■ WORK TASK ■
For each line of the data that includes the word "phones", copy the line.

■ AVAILABLE DATA ■
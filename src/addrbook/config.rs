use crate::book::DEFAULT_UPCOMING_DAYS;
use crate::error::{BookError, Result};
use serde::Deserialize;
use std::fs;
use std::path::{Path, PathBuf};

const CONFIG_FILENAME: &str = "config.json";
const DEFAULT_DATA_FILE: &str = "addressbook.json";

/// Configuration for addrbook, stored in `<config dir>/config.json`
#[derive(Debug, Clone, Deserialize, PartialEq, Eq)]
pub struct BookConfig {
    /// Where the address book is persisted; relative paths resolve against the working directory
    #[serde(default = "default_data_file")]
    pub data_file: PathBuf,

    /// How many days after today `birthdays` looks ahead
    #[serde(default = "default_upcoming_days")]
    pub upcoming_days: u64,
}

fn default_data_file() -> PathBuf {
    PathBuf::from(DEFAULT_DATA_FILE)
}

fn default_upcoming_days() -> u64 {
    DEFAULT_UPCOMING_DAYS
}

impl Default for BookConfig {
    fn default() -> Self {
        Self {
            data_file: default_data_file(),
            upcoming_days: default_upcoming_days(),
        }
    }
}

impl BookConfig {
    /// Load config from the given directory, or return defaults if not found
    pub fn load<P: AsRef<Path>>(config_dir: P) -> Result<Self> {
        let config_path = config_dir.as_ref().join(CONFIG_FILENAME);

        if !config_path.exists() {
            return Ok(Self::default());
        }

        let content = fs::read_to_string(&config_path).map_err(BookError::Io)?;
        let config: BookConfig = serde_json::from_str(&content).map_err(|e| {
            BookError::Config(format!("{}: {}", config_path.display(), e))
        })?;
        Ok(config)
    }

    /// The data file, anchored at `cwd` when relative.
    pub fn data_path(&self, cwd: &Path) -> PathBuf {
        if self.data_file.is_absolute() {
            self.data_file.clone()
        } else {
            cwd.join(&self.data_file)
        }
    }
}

--

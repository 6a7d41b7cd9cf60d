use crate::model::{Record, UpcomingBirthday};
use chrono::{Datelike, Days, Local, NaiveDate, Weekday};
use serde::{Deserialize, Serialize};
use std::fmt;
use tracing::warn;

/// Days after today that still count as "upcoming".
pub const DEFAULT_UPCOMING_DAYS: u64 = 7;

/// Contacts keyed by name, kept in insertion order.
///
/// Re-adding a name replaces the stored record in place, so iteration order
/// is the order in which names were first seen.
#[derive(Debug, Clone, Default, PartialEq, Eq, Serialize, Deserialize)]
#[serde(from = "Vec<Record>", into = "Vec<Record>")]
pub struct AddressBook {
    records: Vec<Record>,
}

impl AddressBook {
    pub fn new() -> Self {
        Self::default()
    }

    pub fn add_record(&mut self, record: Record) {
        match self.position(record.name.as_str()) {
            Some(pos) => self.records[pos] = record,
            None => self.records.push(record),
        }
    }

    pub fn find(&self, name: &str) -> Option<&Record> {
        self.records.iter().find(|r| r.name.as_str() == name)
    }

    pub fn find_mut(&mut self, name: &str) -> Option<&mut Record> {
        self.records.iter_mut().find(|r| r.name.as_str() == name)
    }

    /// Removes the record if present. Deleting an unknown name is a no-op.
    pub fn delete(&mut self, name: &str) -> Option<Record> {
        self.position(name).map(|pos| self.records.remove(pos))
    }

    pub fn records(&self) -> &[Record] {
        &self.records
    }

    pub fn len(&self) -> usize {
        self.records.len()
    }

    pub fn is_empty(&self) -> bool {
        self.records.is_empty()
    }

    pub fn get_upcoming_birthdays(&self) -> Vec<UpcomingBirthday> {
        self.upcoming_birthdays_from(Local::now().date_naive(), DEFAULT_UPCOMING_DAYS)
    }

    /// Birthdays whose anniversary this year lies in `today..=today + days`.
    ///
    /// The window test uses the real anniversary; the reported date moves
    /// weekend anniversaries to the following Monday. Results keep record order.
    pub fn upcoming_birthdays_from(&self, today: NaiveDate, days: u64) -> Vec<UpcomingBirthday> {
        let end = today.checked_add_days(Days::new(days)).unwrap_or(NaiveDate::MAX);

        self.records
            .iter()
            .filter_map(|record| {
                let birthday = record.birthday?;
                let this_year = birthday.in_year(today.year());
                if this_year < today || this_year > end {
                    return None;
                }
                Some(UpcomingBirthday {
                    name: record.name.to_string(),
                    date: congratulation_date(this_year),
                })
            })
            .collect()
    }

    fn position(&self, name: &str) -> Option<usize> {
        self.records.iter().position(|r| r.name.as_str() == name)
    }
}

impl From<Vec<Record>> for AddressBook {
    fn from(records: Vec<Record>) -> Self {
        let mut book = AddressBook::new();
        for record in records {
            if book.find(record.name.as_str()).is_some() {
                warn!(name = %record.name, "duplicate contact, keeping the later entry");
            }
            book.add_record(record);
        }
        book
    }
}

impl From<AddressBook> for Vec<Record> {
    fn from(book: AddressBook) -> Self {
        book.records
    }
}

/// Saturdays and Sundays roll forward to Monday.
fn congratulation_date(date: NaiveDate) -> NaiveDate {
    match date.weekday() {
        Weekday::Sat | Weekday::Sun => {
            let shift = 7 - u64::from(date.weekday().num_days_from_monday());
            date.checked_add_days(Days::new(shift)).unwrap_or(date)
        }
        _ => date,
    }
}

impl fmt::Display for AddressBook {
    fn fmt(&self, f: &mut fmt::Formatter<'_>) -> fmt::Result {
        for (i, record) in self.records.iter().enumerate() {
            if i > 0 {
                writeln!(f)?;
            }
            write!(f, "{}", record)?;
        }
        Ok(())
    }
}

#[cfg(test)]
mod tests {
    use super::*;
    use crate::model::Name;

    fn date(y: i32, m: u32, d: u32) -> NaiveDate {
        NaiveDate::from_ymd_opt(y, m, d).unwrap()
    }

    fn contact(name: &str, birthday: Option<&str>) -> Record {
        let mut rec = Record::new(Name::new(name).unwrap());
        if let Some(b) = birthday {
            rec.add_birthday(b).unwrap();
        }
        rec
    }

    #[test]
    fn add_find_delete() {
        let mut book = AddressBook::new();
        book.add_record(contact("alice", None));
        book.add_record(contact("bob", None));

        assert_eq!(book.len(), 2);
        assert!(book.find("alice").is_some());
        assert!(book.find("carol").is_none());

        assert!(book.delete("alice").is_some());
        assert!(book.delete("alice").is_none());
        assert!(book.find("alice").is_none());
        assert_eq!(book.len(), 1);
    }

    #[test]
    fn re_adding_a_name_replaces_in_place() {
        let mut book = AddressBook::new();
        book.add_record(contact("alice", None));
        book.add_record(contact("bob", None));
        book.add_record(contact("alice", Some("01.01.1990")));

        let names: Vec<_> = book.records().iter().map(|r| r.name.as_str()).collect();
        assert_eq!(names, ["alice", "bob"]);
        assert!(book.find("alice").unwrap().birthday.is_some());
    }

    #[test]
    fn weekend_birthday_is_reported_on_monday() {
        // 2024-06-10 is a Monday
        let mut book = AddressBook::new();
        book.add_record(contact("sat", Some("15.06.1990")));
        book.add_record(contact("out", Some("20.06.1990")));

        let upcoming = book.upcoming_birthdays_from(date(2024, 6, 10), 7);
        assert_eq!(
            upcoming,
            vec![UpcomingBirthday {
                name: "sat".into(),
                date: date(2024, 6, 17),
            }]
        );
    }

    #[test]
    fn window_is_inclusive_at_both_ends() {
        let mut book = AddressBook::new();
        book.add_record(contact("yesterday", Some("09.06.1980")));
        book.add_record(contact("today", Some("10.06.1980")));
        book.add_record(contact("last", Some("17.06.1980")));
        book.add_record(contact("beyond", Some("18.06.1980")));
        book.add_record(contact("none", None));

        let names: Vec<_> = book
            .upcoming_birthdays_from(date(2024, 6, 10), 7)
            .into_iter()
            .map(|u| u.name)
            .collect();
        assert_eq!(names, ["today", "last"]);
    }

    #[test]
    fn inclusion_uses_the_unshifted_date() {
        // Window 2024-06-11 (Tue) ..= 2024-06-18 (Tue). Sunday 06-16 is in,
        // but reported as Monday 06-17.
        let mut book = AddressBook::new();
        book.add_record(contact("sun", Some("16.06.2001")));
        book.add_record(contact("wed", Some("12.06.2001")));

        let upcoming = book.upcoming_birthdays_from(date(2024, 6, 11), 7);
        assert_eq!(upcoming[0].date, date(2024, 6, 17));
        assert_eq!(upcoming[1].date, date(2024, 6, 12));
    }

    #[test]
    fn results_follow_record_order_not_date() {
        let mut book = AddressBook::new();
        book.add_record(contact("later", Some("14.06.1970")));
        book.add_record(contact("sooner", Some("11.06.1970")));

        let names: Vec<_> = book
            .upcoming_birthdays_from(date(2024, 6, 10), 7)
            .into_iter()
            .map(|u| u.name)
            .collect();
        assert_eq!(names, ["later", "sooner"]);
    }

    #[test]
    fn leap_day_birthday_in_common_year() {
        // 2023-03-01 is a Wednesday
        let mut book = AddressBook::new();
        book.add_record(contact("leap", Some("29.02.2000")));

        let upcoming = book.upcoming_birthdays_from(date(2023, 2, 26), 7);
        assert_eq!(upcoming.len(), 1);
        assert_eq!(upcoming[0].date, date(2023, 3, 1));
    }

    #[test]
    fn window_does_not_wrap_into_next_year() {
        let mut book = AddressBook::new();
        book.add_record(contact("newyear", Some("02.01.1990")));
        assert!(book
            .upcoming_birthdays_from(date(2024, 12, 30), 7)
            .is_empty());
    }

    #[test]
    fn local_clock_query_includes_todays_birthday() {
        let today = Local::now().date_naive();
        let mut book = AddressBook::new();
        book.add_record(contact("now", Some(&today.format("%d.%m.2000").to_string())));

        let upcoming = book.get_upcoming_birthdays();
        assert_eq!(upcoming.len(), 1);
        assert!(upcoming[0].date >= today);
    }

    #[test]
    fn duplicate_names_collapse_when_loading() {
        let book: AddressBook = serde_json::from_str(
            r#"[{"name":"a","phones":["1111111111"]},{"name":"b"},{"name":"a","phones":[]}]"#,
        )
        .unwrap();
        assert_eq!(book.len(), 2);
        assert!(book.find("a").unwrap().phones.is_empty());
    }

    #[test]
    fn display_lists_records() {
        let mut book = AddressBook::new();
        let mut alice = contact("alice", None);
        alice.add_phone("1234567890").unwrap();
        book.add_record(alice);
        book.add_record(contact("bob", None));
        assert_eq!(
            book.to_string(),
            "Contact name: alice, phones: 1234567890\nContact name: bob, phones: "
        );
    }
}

■ SOLUTION ■
            r#"[{"name":"a","phones":["1111111111"]},{"name":"b"},{"name":"a","phones":[]}]"#,
        assert!(book.find("a").unwrap().phones.is_empty());
            "Contact name: alice, phones: 1234567890\nContact name: bob, phones: "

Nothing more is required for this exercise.